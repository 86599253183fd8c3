//! Homogeneous arrays of symbols
//!
//! `Array<Symbol>` is the only array element type this implementation's consumers
//! actually need (offered/desired capabilities, outcomes, IETF language tags - see
//! `amqp-codec-types`), so this module specializes in it rather than building out a
//! fully generic `Array<T>` machinery the schema library would never exercise.

use std::convert::TryFrom;

use crate::error::{Error, Result};
use crate::format_code::EncodingCodes as Code;
use crate::primitives::Symbol;
use crate::read::Read;
use crate::write::Write;

use super::{read_compound_header, write_compound_header};

/// Reads an array of symbols: a header, a single element-type code, then that many
/// symbol payloads (each omitting its own type code).
///
/// Returns `Ok(None)` for `Null`.
pub fn read_symbol_array(r: &mut impl Read) -> Result<Option<Vec<Symbol>>> {
    let header = match read_compound_header(r, "symbol array", Code::Array8, Code::Array32, false)? {
        Some(h) => h,
        None => return Ok(None),
    };

    let element_code = Code::try_from(r.read_one()?)?;
    if element_code != Code::Sym8 && element_code != Code::Sym32 {
        return Err(Error::UnexpectedCode {
            context: "symbol array element",
            code: element_code as u8,
        });
    }

    let mut symbols = Vec::with_capacity(header.count);
    for _ in 0..header.count {
        let len = match element_code {
            Code::Sym8 => r.read_one()? as usize,
            _ => u32::from_be_bytes(r.read_const_bytes()?) as usize,
        };
        if len > r.remaining() {
            return Err(Error::InvalidLength);
        }
        let bytes = r.read_bytes(len)?;
        symbols.push(Symbol::new(String::from_utf8(bytes)?));
    }
    Ok(Some(symbols))
}

/// Writes an array of symbols, choosing `Sym8` as the element code unless any symbol's
/// length exceeds 255, in which case `Sym32` is used for every element.
pub fn write_symbol_array(w: &mut impl Write, symbols: &[Symbol]) -> Result<()> {
    if symbols.is_empty() {
        return Err(Error::custom("arrays must not be empty"));
    }

    let use_sym32 = symbols.iter().any(|s| s.as_str().len() > 255);
    let element_code = if use_sym32 { Code::Sym32 } else { Code::Sym8 };

    let mut encoded = Vec::with_capacity(symbols.len());
    for symbol in symbols {
        let bytes = symbol.as_str().as_bytes();
        let mut blob = Vec::with_capacity(bytes.len() + 4);
        if use_sym32 {
            let len: u32 = bytes.len().try_into().map_err(|_| Error::TooLong)?;
            blob.extend_from_slice(&len.to_be_bytes());
        } else {
            blob.push(bytes.len() as u8);
        }
        blob.extend_from_slice(bytes);
        encoded.push(blob);
    }

    let payload_len: usize = encoded.iter().map(Vec::len).sum::<usize>() + 1; // + element type code
    write_compound_header(w, Code::Array8, Code::Array32, symbols.len(), payload_len)?;
    w.write_one(element_code as u8);
    for blob in encoded {
        w.write_slice(&blob);
    }
    Ok(())
}
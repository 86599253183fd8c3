//! The described-type (composite) protocol
//!
//! A composite is `0x00` + descriptor + a list body whose positional elements map onto a
//! schema's fields. This module supplies the header read/write and the field-trimming
//! encoder; each concrete composite in `amqp-codec-types` supplies its own field sinks
//! (see [`decode_fields`]) since the field types - and therefore the null/default policy
//! for each - differ per composite.

use std::convert::TryFrom;

use crate::collection::{read_list_header, write_list};
use crate::descriptor::{read_descriptor, write_descriptor, Descriptor};
use crate::error::{Error, Result};
use crate::format_code::EncodingCodes as Code;
use crate::read::Read;
use crate::write::Write;

/// The header of a described composite: its descriptor and the number of fields
/// actually present on the wire (which may be fewer than the schema declares, per
/// trailing-field omission).
#[derive(Debug, Clone, PartialEq, Eq)]
pub struct CompositeHeader {
    /// The descriptor found on the wire, numeric or symbolic.
    pub descriptor: Descriptor,
    /// Number of list elements following the header.
    pub field_count: usize,
}

/// Reads a composite header. Consumes one byte: `Null` yields `Ok(None)` (the enclosing
/// context applies its own null handler); otherwise the byte must be the described-type
/// marker, after which the descriptor and list header are read.
pub fn read_composite_header(r: &mut impl Read) -> Result<Option<CompositeHeader>> {
    let code = Code::try_from(r.read_one()?)?;
    if code == Code::Null {
        return Ok(None);
    }
    if code != Code::DescribedType {
        return Err(Error::UnexpectedCode {
            context: "composite",
            code: code as u8,
        });
    }
    let descriptor = read_descriptor(r)?;
    let header = read_list_header(r)?.ok_or_else(|| Error::custom("composite body must not be null"))?;
    Ok(Some(CompositeHeader {
        descriptor,
        field_count: header.count,
    }))
}

/// Verifies that `header.descriptor` names `expected_code`, and that it does not declare
/// more fields than `declared_len` schema entries can accept.
pub fn check_composite_header(header: &CompositeHeader, expected_code: u64, declared_len: usize) -> Result<()> {
    if !header.descriptor.matches(expected_code) {
        return Err(Error::DescriptorMismatch {
            expected: format!("0x{expected_code:02x}"),
            found: header.descriptor.to_string(),
        });
    }
    if header.field_count > declared_len {
        return Err(Error::TooManyFields {
            found: header.field_count,
            declared: declared_len,
        });
    }
    Ok(())
}

/// Decodes a composite's present fields by calling `sinks[i]` for each of the first
/// `field_count` entries, left to right. Trailing schema entries beyond `field_count` are
/// never called - a caller that wants default-on-absence behavior pre-initializes the
/// local the sink writes into, so an un-called sink is indistinguishable from one that
/// decoded a default.
///
/// Each sink is responsible for interpreting a null value on the wire: a required field's
/// sink should return [`Error::RequiredFieldMissing`] if its decode yields nothing, while
/// a defaultable field's sink can simply leave its target unchanged.
pub fn decode_fields<'a, R: Read>(
    r: &mut R,
    field_count: usize,
    sinks: &mut [Box<dyn FnMut(&mut R) -> Result<()> + 'a>],
) -> Result<()> {
    for (index, sink) in sinks.iter_mut().enumerate().take(field_count) {
        sink(r).map_err(|e| e.with_field_index(index))?;
    }
    Ok(())
}

/// Encodes a composite from an already-emitted descriptor code and a schema's worth of
/// optionally-omitted, already-encoded field bodies.
///
/// Trailing `None` fields vanish from the wire entirely; an earlier `None` becomes a
/// single `Null` byte so later fields keep their positional index.
pub fn write_composite(w: &mut impl Write, descriptor_code: u8, fields: &[Option<Vec<u8>>]) -> Result<()> {
    w.write_one(Code::DescribedType as u8);
    write_descriptor(w, descriptor_code)?;

    let last_set = fields.iter().rposition(Option::is_some);
    let elements: Vec<Vec<u8>> = match last_set {
        None => Vec::new(),
        Some(last) => fields[..=last]
            .iter()
            .map(|field| field.clone().unwrap_or_else(|| vec![Code::Null as u8]))
            .collect(),
    };
    write_list(w, &elements)
}

/// Writes the `0x00` + descriptor prefix for a described type whose body is a direct
/// primitive or compound value rather than a fields-list (`Data`, `AmqpValue`,
/// `AmqpSequence`, and the map-keyed message sections). The caller writes the body
/// itself immediately after this returns.
pub fn write_described_prefix(w: &mut impl Write, descriptor_code: u8) -> Result<()> {
    w.write_one(Code::DescribedType as u8);
    write_descriptor(w, descriptor_code)
}

/// Reads and checks the `0x00` + descriptor prefix for a directly-bodied described type.
/// Unlike [`read_composite_header`], this does not assume a list follows; the caller
/// reads its own body shape (binary/any/list/map) immediately after this returns.
pub fn read_described_prefix(r: &mut impl Read, expected_code: u64) -> Result<()> {
    let code = Code::try_from(r.read_one()?)?;
    if code != Code::DescribedType {
        return Err(Error::UnexpectedCode {
            context: "described value",
            code: code as u8,
        });
    }
    let descriptor = read_descriptor(r)?;
    if !descriptor.matches(expected_code) {
        return Err(Error::DescriptorMismatch {
            expected: format!("0x{expected_code:02x}"),
            found: descriptor.to_string(),
        });
    }
    Ok(())
}

#[cfg(test)]
mod tests {
    use super::*;
    use crate::de::read_string;
    use crate::read::SliceReader;
    use crate::ser::write_string;

    fn encoded(s: &str) -> Vec<u8> {
        let mut buf = Vec::new();
        write_string(&mut buf, s).unwrap();
        buf
    }

    #[test]
    fn open_with_a_single_field_matches_the_documented_wire_prefix() {
        let fields = vec![Some(encoded("container-1"))];
        let mut buf = Vec::new();
        write_composite(&mut buf, 0x10, &fields).unwrap();
        assert_eq!(&buf[..3], &[Code::DescribedType as u8, Code::SmallUlong as u8, 0x10]);
        assert_eq!(buf[3], Code::List8 as u8);
    }

    #[test]
    fn trailing_omitted_fields_vanish_from_the_wire() {
        let fields = vec![Some(encoded("a")), None, None];
        let mut buf = Vec::new();
        write_composite(&mut buf, 0x10, &fields).unwrap();

        let mut r = SliceReader::new(&buf);
        let header = read_composite_header(&mut r).unwrap().unwrap();
        assert_eq!(header.field_count, 1);
    }

    #[test]
    fn an_omitted_field_before_a_present_one_becomes_a_null_placeholder() {
        let fields = vec![None, Some(encoded("b"))];
        let mut buf = Vec::new();
        write_composite(&mut buf, 0x10, &fields).unwrap();

        let mut r = SliceReader::new(&buf);
        let header = read_composite_header(&mut r).unwrap().unwrap();
        assert_eq!(header.field_count, 2);

        let mut first: Option<String> = None;
        let mut second: Option<String> = None;
        let mut sinks: Vec<Box<dyn FnMut(&mut SliceReader<'_>) -> Result<()> + '_>> = vec![
            Box::new(|r| {
                if r.peek_one()? == Code::Null as u8 {
                    r.read_one()?;
                } else {
                    first = Some(read_string(r)?);
                }
                Ok(())
            }),
            Box::new(|r| {
                second = Some(read_string(r)?);
                Ok(())
            }),
        ];
        decode_fields(&mut r, header.field_count, &mut sinks).unwrap();
        drop(sinks);
        assert_eq!(first, None);
        assert_eq!(second, Some("b".to_string()));
    }

    #[test]
    fn descriptor_mismatch_is_rejected() {
        let fields = vec![Some(encoded("x"))];
        let mut buf = Vec::new();
        write_composite(&mut buf, 0x10, &fields).unwrap();
        let mut r = SliceReader::new(&buf);
        let header = read_composite_header(&mut r).unwrap().unwrap();
        assert!(check_composite_header(&header, 0x11, 5).is_err());
    }

    #[test]
    fn more_fields_than_the_schema_declares_is_rejected() {
        let fields = vec![Some(encoded("x")), Some(encoded("y"))];
        let mut buf = Vec::new();
        write_composite(&mut buf, 0x10, &fields).unwrap();
        let mut r = SliceReader::new(&buf);
        let header = read_composite_header(&mut r).unwrap().unwrap();
        assert!(check_composite_header(&header, 0x10, 1).is_err());
    }

    #[test]
    fn null_composite_decodes_to_none() {
        let buf = [Code::Null as u8];
        let mut r = SliceReader::new(&buf);
        assert!(read_composite_header(&mut r).unwrap().is_none());
    }

    #[test]
    fn described_prefix_round_trips_and_checks_the_descriptor() {
        let mut buf = Vec::new();
        write_described_prefix(&mut buf, 0x75).unwrap();
        write_string(&mut buf, "body").unwrap();

        let mut r = SliceReader::new(&buf);
        read_described_prefix(&mut r, 0x75).unwrap();
        assert_eq!(read_string(&mut r).unwrap(), "body");
    }

    #[test]
    fn described_prefix_rejects_the_wrong_descriptor() {
        let mut buf = Vec::new();
        write_described_prefix(&mut buf, 0x75).unwrap();
        let mut r = SliceReader::new(&buf);
        assert!(read_described_prefix(&mut r, 0x76).is_err());
    }
}
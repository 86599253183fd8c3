//! 2.7.5 Transfer: transfer a message.

use crate::composite_schema;
use crate::definitions::{DeliveryNumber, DeliveryTag, Handle, MessageFormat, ReceiverSettleMode};
use crate::delivery_state::DeliveryState;

/// Transfers a message. The work horse frame that carries message payload, one frame
/// per transfer (a large message spans multiple transfer frames on the same link).
#[derive(Debug, Clone, PartialEq)]
pub struct Transfer {
    /// The link this transfer flows on.
    pub handle: Handle,

    /// The identifier of the delivery. Required on the first transfer of a
    /// multi-transfer delivery, may be omitted on continuations.
    pub delivery_id: Option<DeliveryNumber>,

    /// The application-assigned tag identifying this delivery. Required on the first
    /// transfer of a multi-transfer delivery, may be omitted on continuations.
    pub delivery_tag: Option<DeliveryTag>,

    /// Indicates the format of the message's encoded payload. Required on the first
    /// transfer of a multi-transfer delivery, may be omitted on continuations.
    pub message_format: Option<MessageFormat>,

    /// Whether this delivery is already settled at the sender. Absent means `false`.
    pub settled: Option<bool>,

    /// Whether this is not the final transfer of a multi-transfer delivery. Defaults
    /// to `false`.
    pub more: bool,

    /// The receiver settlement policy desired for this delivery, overriding the
    /// link-negotiated value for this one delivery.
    pub rcv_settle_mode: Option<ReceiverSettleMode>,

    /// The sender's state for this delivery at the time of sending.
    pub state: Option<DeliveryState>,

    /// Whether this transfer is resuming a previously suspended delivery.
    pub resume: bool,

    /// Whether the delivery is aborted; if set, `more` is ignored and any data sent
    /// so far for this delivery MUST be discarded.
    pub aborted: bool,

    /// Whether the sender permits this transfer to be batched with others for
    /// settlement purposes.
    pub batchable: bool,
}

impl Transfer {
    /// Creates a `Transfer` performative for the given link handle, with every other
    /// field at its default or absent.
    pub fn new(handle: Handle) -> Self {
        Self {
            handle,
            delivery_id: None,
            delivery_tag: None,
            message_format: None,
            settled: None,
            more: false,
            rcv_settle_mode: None,
            state: None,
            resume: false,
            aborted: false,
            batchable: false,
        }
    }
}

composite_schema! {
    struct Transfer, code = 0x14;
    handle: Handle = (required),
    delivery_id: Option<DeliveryNumber> = (optional),
    delivery_tag: Option<DeliveryTag> = (optional),
    message_format: Option<MessageFormat> = (optional),
    settled: Option<bool> = (optional),
    more: bool = (default, false),
    rcv_settle_mode: Option<ReceiverSettleMode> = (optional),
    state: Option<DeliveryState> = (optional),
    resume: bool = (default, false),
    aborted: bool = (default, false),
    batchable: bool = (default, false),
}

....................

- **Exercise prompt**: Now copy each line of the entries that mentions "every".

- **Completed exercise**:
/// length exceeds 255, in which case `Sym32` is used for every element.
    /// Creates a `Transfer` performative for the given link handle, with every other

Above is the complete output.